▶ **Work task**: Write out the records below once more, exactly as they stand.

***

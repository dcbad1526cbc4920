use axum::{extract::State, routing::post, Json, Router};
use validator::Validate;

use crate::dto::order_dto::{PaymentCompletionResponse, PaymentWebhookRequest};
use crate::dto::ApiResponse;
use crate::state::AppState;
use crate::utils::errors::AppError;

pub fn create_payment_router() -> Router<AppState> {
    Router::new().route("/webhook", post(payment_webhook))
}

// Notificación del proveedor de pagos; repetirla es seguro
async fn payment_webhook(
    State(state): State<AppState>,
    Json(request): Json<PaymentWebhookRequest>,
) -> Result<Json<ApiResponse<PaymentCompletionResponse>>, AppError> {
    request.validate()?;
    let (payment, order) = state.payments.complete(&request.reference).await?;
    Ok(Json(ApiResponse::success(PaymentCompletionResponse { payment, order })))
}
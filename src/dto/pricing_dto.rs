use rust_decimal::Decimal;
use serde::Deserialize;
use validator::Validate;

use crate::models::pricing::ShippingMethod;
use crate::utils::validation::validate_positive_amount;

// Query del cálculo de costo puesto en destino
#[derive(Debug, Clone, Deserialize, Validate)]
pub struct LandedCostQuery {
    #[validate(custom = "validate_positive_amount")]
    pub price_usd: Decimal,
    pub shipping_method: Option<ShippingMethod>,
}
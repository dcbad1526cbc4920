//! Registros de actividad del inventario (log de auditoría)

use chrono::{DateTime, Utc};
use serde::{Deserialize, Serialize};
use uuid::Uuid;

#[derive(Debug, Clone, Copy, Serialize, Deserialize, PartialEq, Eq)]
#[serde(rename_all = "SCREAMING_SNAKE_CASE")]
pub enum ActivityKind {
    PriceChanged,
    RefreshFailed,
    VehiclePromoted,
    VehicleCreated,
    VehicleDeleted,
}

text_enum!(ActivityKind {
    PriceChanged => "PRICE_CHANGED",
    RefreshFailed => "REFRESH_FAILED",
    VehiclePromoted => "VEHICLE_PROMOTED",
    VehicleCreated => "VEHICLE_CREATED",
    VehicleDeleted => "VEHICLE_DELETED",
});

#[derive(Debug, Clone, Serialize, Deserialize, PartialEq)]
pub struct ActivityRecord {
    pub id: Uuid,
    pub kind: ActivityKind,
    pub vehicle_id: Option<Uuid>,
    pub vin: String,
    pub actor_id: Option<Uuid>,
    pub message: String,
    pub metadata: serde_json::Value,
    pub created_at: DateTime<Utc>,
}

impl ActivityRecord {
    pub fn new(kind: ActivityKind, vehicle_id: Option<Uuid>, vin: &str, message: impl Into<String>) -> Self {
        Self {
            id: Uuid::new_v4(),
            kind,
            vehicle_id,
            vin: vin.to_string(),
            actor_id: None,
            message: message.into(),
            metadata: serde_json::Value::Null,
            created_at: Utc::now(),
        }
    }

    pub fn with_actor(mut self, actor_id: Uuid) -> Self {
        self.actor_id = Some(actor_id);
        self
    }

    pub fn with_metadata(mut self, metadata: serde_json::Value) -> Self {
        self.metadata = metadata;
        self
    }
}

***

▶ **Completed exercise**:
repository dcbad1526cbc4920
use axum::{extract::State, routing::post, Json, Router};
use validator::Validate;

use crate::dto::order_dto::{PaymentCompletionResponse, PaymentWebhookRequest};
use crate::dto::ApiResponse;
use crate::state::AppState;
use crate::utils::errors::AppError;

pub fn create_payment_router() -> Router<AppState> {
    Router::new().route("/webhook", post(payment_webhook))
}

// Notificación del proveedor de pagos; repetirla es seguro
async fn payment_webhook(
    State(state): State<AppState>,
    Json(request): Json<PaymentWebhookRequest>,
) -> Result<Json<ApiResponse<PaymentCompletionResponse>>, AppError> {
    request.validate()?;
    let (payment, order) = state.payments.complete(&request.reference).await?;
    Ok(Json(ApiResponse::success(PaymentCompletionResponse { payment, order })))
}
filename src/dto/pricing_dto.rs
use rust_decimal::Decimal;
use serde::Deserialize;
use validator::Validate;

use crate::models::pricing::ShippingMethod;
use crate::utils::validation::validate_positive_amount;

// Query del cálculo de costo puesto en destino
#[derive(Debug, Clone, Deserialize, Validate)]
pub struct LandedCostQuery {
    #[validate(custom = "validate_positive_amount")]
    pub price_usd: Decimal,
    pub shipping_method: Option<ShippingMethod>,
}
repository dcbad1526cbc4920
//! Registros de actividad del inventario (log de auditoría)

use chrono::{DateTime, Utc};
use serde::{Deserialize, Serialize};
use uuid::Uuid;

#[derive(Debug, Clone, Copy, Serialize, Deserialize, PartialEq, Eq)]
#[serde(rename_all = "SCREAMING_SNAKE_CASE")]
pub enum ActivityKind {
    PriceChanged,
    RefreshFailed,
    VehiclePromoted,
    VehicleCreated,
    VehicleDeleted,
}

text_enum!(ActivityKind {
    PriceChanged => "PRICE_CHANGED",
    RefreshFailed => "REFRESH_FAILED",
    VehiclePromoted => "VEHICLE_PROMOTED",
    VehicleCreated => "VEHICLE_CREATED",
    VehicleDeleted => "VEHICLE_DELETED",
});

#[derive(Debug, Clone, Serialize, Deserialize, PartialEq)]
pub struct ActivityRecord {
    pub id: Uuid,
    pub kind: ActivityKind,
    pub vehicle_id: Option<Uuid>,
    pub vin: String,
    pub actor_id: Option<Uuid>,
    pub message: String,
    pub metadata: serde_json::Value,
    pub created_at: DateTime<Utc>,
}

impl ActivityRecord {
    pub fn new(kind: ActivityKind, vehicle_id: Option<Uuid>, vin: &str, message: impl Into<String>) -> Self {
        Self {
            id: Uuid::new_v4(),
            kind,
            vehicle_id,
            vin: vin.to_string(),
            actor_id: None,
            message: message.into(),
            metadata: serde_json::Value::Null,
            created_at: Utc::now(),
        }
    }

    pub fn with_actor(mut self, actor_id: Uuid) -> Self {
        self.actor_id = Some(actor_id);
        self
    }

    pub fn with_metadata(mut self, metadata: serde_json::Value) -> Self {
        self.metadata = metadata;
        self
    }
}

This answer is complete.